The peoblem is, there are very distinct security issues involved, thus the saying,

    No man is an island.

That is you can never ever be truly independent of the world around you. There are many things that are hard for one person but much easier for two or more. Look up things like a Mennonite or Amish community “barn raising” to see what all of our ancestors did in one way or another. The only way mankind can progress is by utilising spare capacity, many think the Egyption Pyramids were raised by slave labour, well more modern historians think not. The reason was due to the nature of the Nile delta and it’s seasons much of the Egyptian work force had time on it’s hands for part of the year. Thus Pyramid building much like the later building of Christian Churches and their contents was a way for people to be “employed and out of trouble” along with fulfilling a basic human need to be part of something greater than themselves. It also importantly alowed for people to specialize in one “craft or trade” thus advance that domain. In time they would form master and apprentice relationships to pass along those skills. This specializing became more obvious with population density, which alowed groups of likeminded specialists to form Guilds that set standards and formalized both education and regulation as part of “reputation”.

There is the proverb of,

    It takes a village to raise a child

In essence this captures the purpose of community to be not just greater than any individual but for otherwise disparate people to gain an identity and common outlook to form a society where there is mutual trust and mores, and importantly spare capacity in labour.

Many of those currently seeking to prepare for societal colapse don’t appear to be cognizant of this, thus unless they learn it their future should there be a colapse will most probably be unpleasant, brutish, painfull, and short lived.

As you may have heard there is a current national security scare going on in China. Two people came to the densely populated Beijing and having become noticably very ill were diagnosed in hospital with “The Plague”. Unlike the “black death” of medieval times that decimated Europe and brought about significant social change. What has presented is not Bubonic Plague but it’s rather more infectious Pneumonic plague,

With modern medicine from a complex society pneumonic plague is more of a nuisance than an existential threat as it is fairly easily treated with modern antibiotics if diagnosed early. Thus the problem is the initial diagnosis as many respiratory illness present in very similar ways.

However as Madagascar found a couple of years ago, if not caught early it can get out of hand quickly,

But importantly Madagascar has a known problem hiding away, which is an “Anti-biotic resistant Y-Pestis strain” that can be easily spread by aerosol from coughs and sneezes or by simple contact.
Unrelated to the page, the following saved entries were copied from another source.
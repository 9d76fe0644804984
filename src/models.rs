use serde::{Deserialize, Serialize};
use uuid::Uuid;

/// Tag wiki text; both fields default to empty when the upstream response
/// carries no wiki subtree.
#[derive(Debug, Clone, PartialEq, Serialize, Deserialize)]
pub struct TagInfo {
    pub wiki_summary: String,
    pub wiki_content: String,
}

#[derive(Debug, Clone, PartialEq, Serialize, Deserialize)]
pub struct TrackInfo {
    pub number: Option<u32>,
    pub name: String,
    pub duration_seconds: u64,
}

/// Album fields plus the derived totals: `total_duration_minutes` is the
/// floored sum of track seconds (`None` when the sum is zero) and
/// `release_date` comes from the wiki publication field when present.
#[derive(Debug, Clone, PartialEq, Serialize, Deserialize)]
pub struct AlbumInfo {
    pub name: String,
    pub artist: String,
    pub url: Option<String>,
    pub release_date: Option<String>,
    pub total_duration_minutes: Option<u64>,
    pub tracks: Vec<TrackInfo>,
}

// Listener and play counts stay strings: that is how the upstream API
// serializes them, and nothing here does arithmetic on them.
#[derive(Debug, Clone, PartialEq, Serialize, Deserialize)]
pub struct ChartTrack {
    pub name: String,
    pub artist: Option<String>,
    pub url: Option<String>,
    pub listeners: Option<String>,
    pub playcount: Option<String>,
}

#[derive(Debug, Clone, PartialEq, Serialize, Deserialize)]
pub struct ChartArtist {
    pub name: String,
    pub url: Option<String>,
    pub listeners: Option<String>,
    pub playcount: Option<String>,
}

#[derive(Debug, Clone, PartialEq, Serialize, Deserialize)]
pub struct ChartTag {
    pub name: String,
    pub url: Option<String>,
    pub taggings: Option<String>,
}

#[derive(Debug, Clone, PartialEq, Serialize, Deserialize)]
pub struct TopAlbum {
    pub name: String,
    pub artist: Option<String>,
    pub url: Option<String>,
    pub playcount: Option<String>,
}

#[derive(Debug, Clone, PartialEq, Serialize, Deserialize)]
pub struct SimilarArtist {
    pub name: String,
    pub url: Option<String>,
    pub similarity: Option<String>,
}

#[derive(Debug, Clone, PartialEq, Serialize, Deserialize)]
pub struct CountryTrends {
    pub country: String,
    pub top_tracks: Vec<ChartTrack>,
    pub top_artists: Vec<ChartArtist>,
}

/// Everything shown on an artist page. Never cached: there is no stable
/// single-entity key for this aggregate, so each view fetches fresh.
#[derive(Debug, Clone, PartialEq, Serialize, Deserialize)]
pub struct ArtistOverview {
    pub name: String,
    pub top_tracks: Vec<ChartTrack>,
    pub top_albums: Vec<TopAlbum>,
    pub similar: Vec<SimilarArtist>,
    pub photo_url: Option<String>,
}

/// Worldwide charts. Each section is independent; a section is `None` when
/// its chart could not be fetched.
#[derive(Debug, Clone, PartialEq, Serialize, Deserialize)]
pub struct GlobalTrends {
    pub top_artists: Option<Vec<ChartArtist>>,
    pub top_tracks: Option<Vec<ChartTrack>>,
    pub top_tags: Option<Vec<ChartTag>>,
}

#[derive(Debug, Clone, Copy, PartialEq, Eq, Hash, Serialize, Deserialize)]
#[serde(rename_all = "lowercase")]
pub enum ReviewKind {
    Tag,
    Album,
    Artist,
}

#[derive(Debug, Clone, PartialEq, Serialize, Deserialize)]
pub struct Review {
    pub user_id: Uuid,
    pub kind: ReviewKind,
    pub item_id: Uuid,
    pub rating: u8,
    pub text: String,
}
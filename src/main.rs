//! Shopping List Frontend Entry Point

mod app;
mod commands;
mod components;
mod context;
mod logging;
mod storage;
mod store;

use app::App;
use leptos::prelude::*;
use shopping_core::Config;

fn main() {
    console_error_panic_hook::set_once();
    logging::init(Config::default().log_level);
    mount_to_body(App);
}
//! Item Table Component
//!
//! Rows of the active list plus the add button.

use chrono::Utc;
use leptos::prelude::*;

use crate::components::ItemRow;
use crate::context::use_app_context;

#[component]
pub fn ItemTable() -> impl IntoView {
    let ctx = use_app_context();

    let item_ids = move || {
        ctx.with_state(|s| {
            s.active_list()
                .map(|list| list.items.iter().map(|item| item.id).collect::<Vec<_>>())
                .unwrap_or_default()
        })
    };
    let is_empty = move || ctx.with_state(|s| s.active_list().map_or(true, |list| list.items.is_empty()));

    view! {
        <section class="item-table">
            <div class="section-header">
                <h3>"Товары"</h3>
                <button class="primary-btn" on:click=move |_| { ctx.apply(|s| s.add_item(Utc::now())); }>
                    "+ Добавить товар"
                </button>
            </div>
            <For
                each=item_ids
                key=|id| *id
                children=move |id| view! { <ItemRow item_id=id /> }
            />
            <Show when=is_empty>
                <div class="empty-hint">"Список пуст. Добавьте первый товар!"</div>
            </Show>
        </section>
    }
}
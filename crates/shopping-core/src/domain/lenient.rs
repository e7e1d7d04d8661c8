//! Lenient input conversion.
//!
//! Form inputs and imported files are not validated: numbers that do not
//! parse become zero, and JSON values of the wrong type are coerced rather
//! than rejected.

use serde::{Deserialize, Deserializer};
use serde_json::Value;

use super::item::Unit;

/// Clamp to a finite, non-negative amount
pub fn coerce_amount(value: f64) -> f64 {
    if value.is_finite() && value > 0.0 {
        value
    } else {
        0.0
    }
}

/// Parse the leading decimal number of `raw`, ignoring trailing garbage.
///
/// `"12.5kg"` gives 12.5, `"abc"` and `""` give 0. Negative results are
/// clamped to 0 as well.
pub fn parse_amount(raw: &str) -> f64 {
    let s = raw.trim_start();
    let bytes = s.as_bytes();
    let mut end = 0;

    if matches!(bytes.first(), Some(b'+' | b'-')) {
        end = 1;
    }
    let int_start = end;
    while end < bytes.len() && bytes[end].is_ascii_digit() {
        end += 1;
    }
    let mut digits = end - int_start;

    if end < bytes.len() && bytes[end] == b'.' {
        let frac_start = end + 1;
        let mut frac_end = frac_start;
        while frac_end < bytes.len() && bytes[frac_end].is_ascii_digit() {
            frac_end += 1;
        }
        if frac_end > frac_start {
            digits += frac_end - frac_start;
            end = frac_end;
        }
    }
    if digits == 0 {
        return 0.0;
    }

    if end < bytes.len() && matches!(bytes[end], b'e' | b'E') {
        let mut exp_end = end + 1;
        if exp_end < bytes.len() && matches!(bytes[exp_end], b'+' | b'-') {
            exp_end += 1;
        }
        let exp_digits = exp_end;
        while exp_end < bytes.len() && bytes[exp_end].is_ascii_digit() {
            exp_end += 1;
        }
        if exp_end > exp_digits {
            end = exp_end;
        }
    }

    coerce_amount(s[..end].parse().unwrap_or(0.0))
}

/// Parse a people count, falling back to 1 for anything below 1
pub fn parse_people_count(raw: &str) -> u32 {
    let s = raw.trim_start();
    let (negative, rest) = match s.as_bytes().first() {
        Some(b'-') => (true, &s[1..]),
        Some(b'+') => (false, &s[1..]),
        _ => (false, s),
    };
    let digits: String = rest.chars().take_while(|c| c.is_ascii_digit()).collect();
    if negative || digits.is_empty() {
        return 1;
    }
    digits.parse::<u32>().unwrap_or(u32::MAX).max(1)
}

fn value_to_amount(value: &Value) -> f64 {
    match value {
        Value::Number(n) => coerce_amount(n.as_f64().unwrap_or(0.0)),
        Value::String(s) => parse_amount(s),
        _ => 0.0,
    }
}

fn value_to_text(value: Value) -> String {
    match value {
        Value::String(s) => s,
        Value::Null => String::new(),
        other => other.to_string(),
    }
}

pub(crate) fn amount<'de, D: Deserializer<'de>>(deserializer: D) -> Result<f64, D::Error> {
    let value = Value::deserialize(deserializer)?;
    Ok(value_to_amount(&value))
}

pub(crate) fn text<'de, D: Deserializer<'de>>(deserializer: D) -> Result<String, D::Error> {
    let value = Value::deserialize(deserializer)?;
    Ok(value_to_text(value))
}

pub(crate) fn unit<'de, D: Deserializer<'de>>(deserializer: D) -> Result<Unit, D::Error> {
    let value = Value::deserialize(deserializer)?;
    Ok(match value {
        Value::Null => Unit::default(),
        other => Unit::from_label(&value_to_text(other)),
    })
}

/// Ids may arrive as integers, integral floats or numeric strings.
/// Anything else reads as 0, which callers treat as "no id".
pub(crate) fn id<'de, D: Deserializer<'de>>(deserializer: D) -> Result<u64, D::Error> {
    let value = Value::deserialize(deserializer)?;
    Ok(match &value {
        Value::Number(n) => n
            .as_u64()
            .or_else(|| n.as_f64().filter(|f| f.fract() == 0.0 && *f >= 0.0).map(|f| f as u64))
            .unwrap_or(0),
        Value::String(s) => s.trim().parse().unwrap_or(0),
        _ => 0,
    })
}
//! List Summary Component
//!
//! Active list header: name, copy/export actions, total, people count and
//! per-person share.

use chrono::{Local, Utc};
use leptos::prelude::*;
use leptos::task::spawn_local;
use shopping_core::config::CURRENCY;
use shopping_core::{export_file_name, export_structured, export_text, format_money};

use crate::commands;
use crate::context::use_app_context;
use crate::store::{show_notice, use_view_store};

#[component]
pub fn ListSummary() -> impl IntoView {
    let ctx = use_app_context();
    let view_store = use_view_store();

    let name = move || ctx.with_state(|s| s.active_list().map(|list| list.name.clone()).unwrap_or_default());
    let total = move || ctx.with_state(|s| format!("{} {}", format_money(s.total_cost()), CURRENCY));
    let per_person = move || ctx.with_state(|s| format!("{} {}", format_money(s.cost_per_person()), CURRENCY));
    let people = move || ctx.with_state(|s| s.people_count().to_string());

    let copy_text = move |_| {
        let today = Local::now().date_naive();
        let Some(text) = ctx.with_state(|s| s.active_list().map(|list| export_text(list, s.people_count(), today)))
        else {
            return;
        };
        spawn_local(async move {
            match commands::write_text(&text).await {
                Ok(()) => show_notice(&view_store, "Список скопирован в буфер обмена!"),
                Err(e) => {
                    log::error!("{}", e);
                    commands::alert("Не удалось скопировать список");
                }
            }
        });
    };

    let export_json = move |_| {
        let Some((file_name, export)) = ctx.with_state(|s| {
            s.active_list().map(|list| (export_file_name(list), export_structured(list, Utc::now())))
        }) else {
            return;
        };
        let result = export
            .to_json_pretty()
            .map_err(|e| e.to_string())
            .and_then(|json| commands::download_text(&file_name, &json, "application/json"));
        if let Err(e) = result {
            log::error!("failed to export {:?}: {}", file_name, e);
        }
    };

    view! {
        <section class="list-summary">
            <div class="section-header">
                <h2>{name}</h2>
                <div class="header-actions">
                    <button class="copy-btn" on:click=copy_text>"📋 Копировать"</button>
                    <button class="export-btn" on:click=export_json>"📤 Экспорт"</button>
                </div>
            </div>
            <div class="summary-grid">
                <div class="summary-card total">
                    <div class="summary-label">"Общая стоимость"</div>
                    <div class="summary-value">{total}</div>
                </div>
                <div class="summary-card people">
                    <div class="summary-label">"Количество человек"</div>
                    <input
                        type="number"
                        min="1"
                        class="summary-value"
                        prop:value=people
                        on:change=move |ev| {
                            let raw = event_target_value(&ev);
                            ctx.apply(|s| s.set_people_count(&raw));
                        }
                    />
                </div>
                <div class="summary-card per-person">
                    <div class="summary-label">"На человека"</div>
                    <div class="summary-value">{per_person}</div>
                </div>
            </div>
        </section>
    }
}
Thus like Avian Bird Flu virus, the mutation of the Y-Pestis bacteria is seen as the potential start point of a pandemic that could spread the way the 1918 flu did which killed many millions of people.

Small societies do not have the spare capacity of labour to create modern medicines thus as with the bubonic plagues of the medieval and later times 60-100% of such a population will die from what is in most cases a treatable illness.

Thus there is a basic conflict, as the size of a society grows, a certain point is reached and a pandemic occuress and the society gets either wiped out or critically changed. As various studies have shown the society size is ~40,000. The only places larger population sizes occured were Japan and The UK, the reason for this we now know was that tea drinking was prevalent if not the norm there and it has certain antimicrobial properties.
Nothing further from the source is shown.